Regulatory Relief To Promote Domestic Production of Critical Medicines
This Executive Order directs federal agencies to speed up and simplify regulatory reviews and permitting to encourage more pharmaceutical manufacturing in the United States. It requires the Food and Drug Administration (FDA), Environmental Protection Agency (EPA), and the U.S. Army Corps of Engineers to review and revise rules, guidance, and permitting processes on tight timelines (90–180 days) to reduce duplication, increase predictability, and accelerate construction, expansion, or repurposing of facilities that make medicines and their inputs. The order also calls for increased and publicly reported inspections of foreign drug manufacturing facilities and allows fee increases on overseas facilities consistent with law. The purpose is to restore and expand domestic pharmaceutical production capacity for public-health and national-security reasons by removing regulatory barriers that investors and manufacturers say lengthen project timelines. Because this is an executive order, it directs agency action but does not by itself change statutes or appropriate funds; agencies must act consistent with existing law and available appropriations.
Key Points
- 1FDA review and reform (180 days): The FDA Commissioner must review regulations and guidance affecting development, inspection, and approval of new or expanded U.S. pharmaceutical manufacturing (including active pharmaceutical ingredients and raw materials), eliminate duplicative requirements, improve timeliness and predictability of reviews, and update compliance policies as appropriate.

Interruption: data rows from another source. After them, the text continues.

//! The closed set of gameplay components.
//!
//! Each component is a plain struct stored in its own typed column; the
//! Player/Enemy/Bullet tags are zero-sized markers that exist only as mask
//! bits. The [`Component`] trait ties a type to its flag and column, so a
//! query's capability set is checked at compile time rather than by a
//! runtime existence probe.

use bitflags::bitflags;
use glam::Vec2;
use serde::{Deserialize, Serialize};

use super::store::{Column, ComponentStore};

bitflags! {
    /// Capability mask: which components an entity carries.
    #[derive(Debug, Clone, Copy, PartialEq, Eq, Default)]
    pub struct ComponentSet: u16 {
        const POSITION = 1 << 0;
        const VELOCITY = 1 << 1;
        const SIZE = 1 << 2;
        const HEALTH = 1 << 3;
        const RENDER = 1 << 4;
        const LIFETIME = 1 << 5;
        const DAMAGE = 1 << 6;
        const SEEKER = 1 << 7;
        const ROTATION = 1 << 8;
        // Tag markers: mask bits with no column behind them
        const PLAYER = 1 << 9;
        const ENEMY = 1 << 10;
        const BULLET = 1 << 11;
    }
}

/// World position. `z` is reserved and unused by gameplay.
#[derive(Debug, Clone, Copy, PartialEq, Default, Serialize, Deserialize)]
pub struct Position {
    pub x: f32,
    pub y: f32,
    pub z: f32,
}

impl Position {
    pub fn new(x: f32, y: f32) -> Self {
        Self { x, y, z: 0.0 }
    }

    pub fn xy(&self) -> Vec2 {
        Vec2::new(self.x, self.y)
    }
}

/// Velocity in units/second.
#[derive(Debug, Clone, Copy, PartialEq, Default, Serialize, Deserialize)]
pub struct Velocity {
    pub vx: f32,
    pub vy: f32,
    pub vz: f32,
}

impl Velocity {
    pub fn new(vx: f32, vy: f32) -> Self {
        Self { vx, vy, vz: 0.0 }
    }

    pub fn xy(&self) -> Vec2 {
        Vec2::new(self.vx, self.vy)
    }

    pub fn set_xy(&mut self, v: Vec2) {
        self.vx = v.x;
        self.vy = v.y;
    }
}

/// Axis-aligned bounding-box extents.
#[derive(Debug, Clone, Copy, PartialEq, Default, Serialize, Deserialize)]
pub struct Size {
    pub width: f32,
    pub height: f32,
}

impl Size {
    pub fn square(side: f32) -> Self {
        Self {
            width: side,
            height: side,
        }
    }

    pub fn extents(&self) -> Vec2 {
        Vec2::new(self.width, self.height)
    }
}

/// Health pool. Systems clamp `current` to `0..=max`; the store never does.
#[derive(Debug, Clone, Copy, PartialEq, Default, Serialize, Deserialize)]
pub struct Health {
    pub current: f32,
    pub max: f32,
}

impl Health {
    pub fn full(max: f32) -> Self {
        Self { current: max, max }
    }
}

/// Presentation-only color; consumed by the renderer, never by gameplay.
#[derive(Debug, Clone, Copy, PartialEq, Default, Serialize, Deserialize)]
pub struct Render {
    pub r: u8,
    pub g: u8,
    pub b: u8,
    pub alpha: f32,
}

impl Render {
    pub fn opaque(r: u8, g: u8, b: u8) -> Self {
        Self {
            r,
            g,
            b,
            alpha: 1.0,
        }
    }

    pub fn rgb(&self) -> [u8; 3] {
        [self.r, self.g, self.b]
    }
}

/// Seconds remaining; the entity self-destructs on expiry.
#[derive(Debug, Clone, Copy, PartialEq, Default, Serialize, Deserialize)]
pub struct Lifetime {
    pub time_left: f32,
}

/// Damage carried by bullet-like entities.
#[derive(Debug, Clone, Copy, PartialEq, Default, Serialize, Deserialize)]
pub struct Damage {
    pub amount: f32,
}

/// Homing speed for AI-steered entities.
#[derive(Debug, Clone, Copy, PartialEq, Default, Serialize, Deserialize)]
pub struct Seeker {
    pub speed: f32,
}

/// Facing direction in radians.
#[derive(Debug, Clone, Copy, PartialEq, Default, Serialize, Deserialize)]
pub struct Rotation {
    pub angle: f32,
}

/// Binds a component type to its mask bit and its column in the store.
///
/// The set is closed: only the impls below exist.
pub trait Component: Sized {
    const FLAG: ComponentSet;

    fn column(store: &ComponentStore) -> &Column<Self>;
    fn column_mut(store: &mut ComponentStore) -> &mut Column<Self>;
}

macro_rules! impl_component {
    ($ty:ident, $flag:ident, $field:ident) => {
        impl Component for $ty {
            const FLAG: ComponentSet = ComponentSet::$flag;

            fn column(store: &ComponentStore) -> &Column<Self> {
                &store.$field
            }

            fn column_mut(store: &mut ComponentStore) -> &mut Column<Self> {
                &mut store.$field
            }
        }
    };
}

impl_component!(Position, POSITION, positions);
impl_component!(Velocity, VELOCITY, velocities);
impl_component!(Size, SIZE, sizes);
impl_component!(Health, HEALTH, healths);
impl_component!(Render, RENDER, renders);
impl_component!(Lifetime, LIFETIME, lifetimes);
impl_component!(Damage, DAMAGE, damages);
impl_component!(Seeker, SEEKER, seekers);
impl_component!(Rotation, ROTATION, rotations);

- 2FDA inspection and guidance actions: The order directs the FDA to reevaluate its risk-based approach to pre-licensure inspections (when inspections are required and how they are conducted), expand programs that give early technical advice to facilities, strengthen enforcement of reporting under 21 U.S.C. 360(j)(3) (including considering public disclosure of noncompliant facilities), and give clearer guidance on site changes and validation when moving production domestically.
- 3Foreign facility inspections and transparency (90 days): The FDA must improve its risk-based regime for inspecting foreign manufacturing sites supplying U.S. medicines, fund this to the extent allowed by law through higher fees on foreign facilities, and publicly disclose annual inspection counts by country and manufacturer.
- 4EPA permitting and NEPA coordination (180 days): The EPA must update its regulations and guidance to remove unnecessary or duplicative requirements and make review more predictable and timely. For projects needing an Environmental Impact Statement (EIS) under NEPA, the EPA is designated the lead agency (unless another agency takes that role) and must provide a single agency point of contact; OMB and coordinating bodies are to help expedite permit reviews.
- 5Army Corps permit review (180 days): The Department of the Army/Army Corps must review nationwide permits under the Clean Water Act and Rivers and Harbors Act to see whether an activity-specific nationwide permit (a streamlined permit for specified activities) is needed to facilitate pharmaceutical manufacturing permitting.